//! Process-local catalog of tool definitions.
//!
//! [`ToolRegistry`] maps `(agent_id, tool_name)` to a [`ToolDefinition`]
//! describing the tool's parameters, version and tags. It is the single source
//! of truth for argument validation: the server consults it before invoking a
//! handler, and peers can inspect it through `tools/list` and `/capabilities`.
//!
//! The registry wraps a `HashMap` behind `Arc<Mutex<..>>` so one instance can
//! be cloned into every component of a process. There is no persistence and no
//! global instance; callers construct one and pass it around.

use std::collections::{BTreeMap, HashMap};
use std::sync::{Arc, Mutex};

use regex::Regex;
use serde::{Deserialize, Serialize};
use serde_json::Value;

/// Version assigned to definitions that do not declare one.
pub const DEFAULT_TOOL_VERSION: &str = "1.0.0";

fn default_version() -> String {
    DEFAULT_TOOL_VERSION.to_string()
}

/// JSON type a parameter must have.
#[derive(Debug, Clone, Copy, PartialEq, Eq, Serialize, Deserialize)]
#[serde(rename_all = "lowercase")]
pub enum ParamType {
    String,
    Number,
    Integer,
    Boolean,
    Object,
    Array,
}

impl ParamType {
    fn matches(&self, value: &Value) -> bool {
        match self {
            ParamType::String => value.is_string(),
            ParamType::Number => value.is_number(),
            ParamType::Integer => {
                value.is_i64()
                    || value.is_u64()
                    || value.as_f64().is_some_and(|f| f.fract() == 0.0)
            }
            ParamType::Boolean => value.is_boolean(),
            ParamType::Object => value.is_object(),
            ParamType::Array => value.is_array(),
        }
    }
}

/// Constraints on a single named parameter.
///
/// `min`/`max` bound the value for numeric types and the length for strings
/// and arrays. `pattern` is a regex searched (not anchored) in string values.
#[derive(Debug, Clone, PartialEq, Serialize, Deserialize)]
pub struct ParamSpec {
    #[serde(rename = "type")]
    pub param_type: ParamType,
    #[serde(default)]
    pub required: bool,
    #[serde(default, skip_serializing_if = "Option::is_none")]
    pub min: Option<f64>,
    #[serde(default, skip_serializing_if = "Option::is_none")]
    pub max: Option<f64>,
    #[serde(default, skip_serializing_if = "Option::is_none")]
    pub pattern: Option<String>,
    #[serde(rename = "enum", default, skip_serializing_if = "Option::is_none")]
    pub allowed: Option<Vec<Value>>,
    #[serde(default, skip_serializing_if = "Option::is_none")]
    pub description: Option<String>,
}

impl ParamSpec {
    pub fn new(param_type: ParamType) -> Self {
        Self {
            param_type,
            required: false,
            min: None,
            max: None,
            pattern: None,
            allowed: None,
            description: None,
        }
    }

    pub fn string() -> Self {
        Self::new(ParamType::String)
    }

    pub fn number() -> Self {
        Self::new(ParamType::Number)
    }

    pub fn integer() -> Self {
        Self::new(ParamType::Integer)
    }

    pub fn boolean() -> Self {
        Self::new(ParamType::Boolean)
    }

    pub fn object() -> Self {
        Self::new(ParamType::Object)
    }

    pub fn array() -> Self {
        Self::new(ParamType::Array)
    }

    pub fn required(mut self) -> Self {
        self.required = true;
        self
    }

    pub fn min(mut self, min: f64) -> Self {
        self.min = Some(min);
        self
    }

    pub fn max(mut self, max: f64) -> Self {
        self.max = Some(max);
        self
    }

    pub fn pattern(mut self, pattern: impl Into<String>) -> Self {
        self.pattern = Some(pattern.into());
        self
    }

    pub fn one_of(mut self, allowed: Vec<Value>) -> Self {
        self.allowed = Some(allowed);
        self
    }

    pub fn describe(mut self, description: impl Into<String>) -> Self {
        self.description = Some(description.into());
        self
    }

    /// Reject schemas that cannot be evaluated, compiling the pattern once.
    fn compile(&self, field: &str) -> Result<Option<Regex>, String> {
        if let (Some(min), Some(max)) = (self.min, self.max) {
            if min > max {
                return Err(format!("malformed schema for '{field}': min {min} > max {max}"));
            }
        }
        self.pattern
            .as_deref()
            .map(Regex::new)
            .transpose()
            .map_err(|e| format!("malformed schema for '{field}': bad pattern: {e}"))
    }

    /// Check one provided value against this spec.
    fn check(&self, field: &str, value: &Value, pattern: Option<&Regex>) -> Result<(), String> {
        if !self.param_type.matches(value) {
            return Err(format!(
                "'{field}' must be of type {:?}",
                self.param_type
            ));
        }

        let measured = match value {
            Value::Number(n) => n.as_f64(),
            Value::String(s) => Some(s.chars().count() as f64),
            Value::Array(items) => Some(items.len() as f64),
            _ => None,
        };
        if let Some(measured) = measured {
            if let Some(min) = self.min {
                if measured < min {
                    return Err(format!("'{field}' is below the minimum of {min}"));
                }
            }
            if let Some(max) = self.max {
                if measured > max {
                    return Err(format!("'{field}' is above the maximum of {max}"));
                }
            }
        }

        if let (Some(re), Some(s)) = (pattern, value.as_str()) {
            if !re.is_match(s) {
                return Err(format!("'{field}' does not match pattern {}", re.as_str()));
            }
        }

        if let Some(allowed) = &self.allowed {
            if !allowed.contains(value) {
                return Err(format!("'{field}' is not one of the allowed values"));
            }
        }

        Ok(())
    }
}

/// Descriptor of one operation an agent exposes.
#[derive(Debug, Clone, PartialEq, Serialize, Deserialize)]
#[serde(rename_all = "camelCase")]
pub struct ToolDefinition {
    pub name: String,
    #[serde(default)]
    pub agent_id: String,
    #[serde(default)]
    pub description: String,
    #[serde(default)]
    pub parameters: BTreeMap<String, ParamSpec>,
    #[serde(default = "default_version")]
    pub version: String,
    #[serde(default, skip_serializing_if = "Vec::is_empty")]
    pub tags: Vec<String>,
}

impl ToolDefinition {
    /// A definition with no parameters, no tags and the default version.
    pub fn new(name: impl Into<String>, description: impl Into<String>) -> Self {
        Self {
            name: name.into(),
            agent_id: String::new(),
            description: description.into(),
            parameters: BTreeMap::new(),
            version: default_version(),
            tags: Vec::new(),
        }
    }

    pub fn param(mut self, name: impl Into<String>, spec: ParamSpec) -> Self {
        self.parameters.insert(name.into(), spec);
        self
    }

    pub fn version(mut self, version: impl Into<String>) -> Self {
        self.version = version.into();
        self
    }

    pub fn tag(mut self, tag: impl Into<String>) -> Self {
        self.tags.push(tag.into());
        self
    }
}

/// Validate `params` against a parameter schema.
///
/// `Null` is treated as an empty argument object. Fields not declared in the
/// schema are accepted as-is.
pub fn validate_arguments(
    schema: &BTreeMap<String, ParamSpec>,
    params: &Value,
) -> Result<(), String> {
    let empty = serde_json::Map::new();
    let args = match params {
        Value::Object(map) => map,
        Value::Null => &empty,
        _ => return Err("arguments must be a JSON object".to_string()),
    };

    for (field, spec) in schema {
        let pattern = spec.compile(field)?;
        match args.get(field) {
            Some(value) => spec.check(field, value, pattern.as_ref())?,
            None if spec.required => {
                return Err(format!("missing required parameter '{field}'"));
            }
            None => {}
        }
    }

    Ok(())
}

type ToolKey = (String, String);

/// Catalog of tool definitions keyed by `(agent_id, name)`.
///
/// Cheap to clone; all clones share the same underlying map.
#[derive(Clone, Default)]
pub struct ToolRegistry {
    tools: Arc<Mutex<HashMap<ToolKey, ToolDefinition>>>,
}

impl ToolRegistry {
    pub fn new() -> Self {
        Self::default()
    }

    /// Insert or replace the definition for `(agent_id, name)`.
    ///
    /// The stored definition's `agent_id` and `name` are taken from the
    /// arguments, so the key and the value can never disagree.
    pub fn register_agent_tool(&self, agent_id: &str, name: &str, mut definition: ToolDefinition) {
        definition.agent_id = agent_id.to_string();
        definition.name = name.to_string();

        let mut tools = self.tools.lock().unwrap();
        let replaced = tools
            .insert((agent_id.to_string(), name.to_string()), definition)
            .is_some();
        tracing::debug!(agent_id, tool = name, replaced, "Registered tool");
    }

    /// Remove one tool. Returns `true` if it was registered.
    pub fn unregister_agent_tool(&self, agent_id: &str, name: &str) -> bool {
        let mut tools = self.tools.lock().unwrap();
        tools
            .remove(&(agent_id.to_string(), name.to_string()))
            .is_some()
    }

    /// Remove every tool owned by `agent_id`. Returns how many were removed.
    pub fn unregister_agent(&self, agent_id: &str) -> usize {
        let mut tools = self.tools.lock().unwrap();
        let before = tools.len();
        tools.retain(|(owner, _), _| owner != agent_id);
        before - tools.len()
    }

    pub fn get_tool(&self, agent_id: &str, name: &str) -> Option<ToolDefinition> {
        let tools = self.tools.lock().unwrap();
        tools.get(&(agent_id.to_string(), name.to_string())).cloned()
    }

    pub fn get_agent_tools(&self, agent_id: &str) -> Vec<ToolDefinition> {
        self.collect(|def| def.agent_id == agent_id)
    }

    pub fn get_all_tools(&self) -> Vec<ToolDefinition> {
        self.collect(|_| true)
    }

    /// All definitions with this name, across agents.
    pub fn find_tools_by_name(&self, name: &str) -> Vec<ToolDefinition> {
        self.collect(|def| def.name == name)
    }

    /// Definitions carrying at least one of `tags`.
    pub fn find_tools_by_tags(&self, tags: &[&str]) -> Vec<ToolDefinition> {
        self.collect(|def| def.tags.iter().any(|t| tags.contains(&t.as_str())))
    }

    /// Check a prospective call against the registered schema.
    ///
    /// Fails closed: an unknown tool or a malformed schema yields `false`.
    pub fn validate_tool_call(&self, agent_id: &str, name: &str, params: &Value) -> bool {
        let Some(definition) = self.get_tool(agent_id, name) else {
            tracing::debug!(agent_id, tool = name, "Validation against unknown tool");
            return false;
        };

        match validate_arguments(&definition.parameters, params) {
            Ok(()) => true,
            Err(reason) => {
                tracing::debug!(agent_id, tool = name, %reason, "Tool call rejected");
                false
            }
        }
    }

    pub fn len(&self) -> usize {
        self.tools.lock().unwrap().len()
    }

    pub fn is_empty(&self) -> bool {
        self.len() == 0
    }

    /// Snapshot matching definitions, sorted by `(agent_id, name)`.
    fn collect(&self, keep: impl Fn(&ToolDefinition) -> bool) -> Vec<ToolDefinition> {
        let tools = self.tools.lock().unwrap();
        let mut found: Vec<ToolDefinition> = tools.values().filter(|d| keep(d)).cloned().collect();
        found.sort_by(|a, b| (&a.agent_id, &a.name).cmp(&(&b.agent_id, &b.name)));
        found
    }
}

◆ **THE TASK**:
Among the lines above, find those containing the word "HashMap" and copy each.

◆ **REPLY TO THE TASK**:
//! The registry wraps a `HashMap` behind `Arc<Mutex<..>>` so one instance can
use std::collections::{BTreeMap, HashMap};
    tools: Arc<Mutex<HashMap<ToolKey, ToolDefinition>>>,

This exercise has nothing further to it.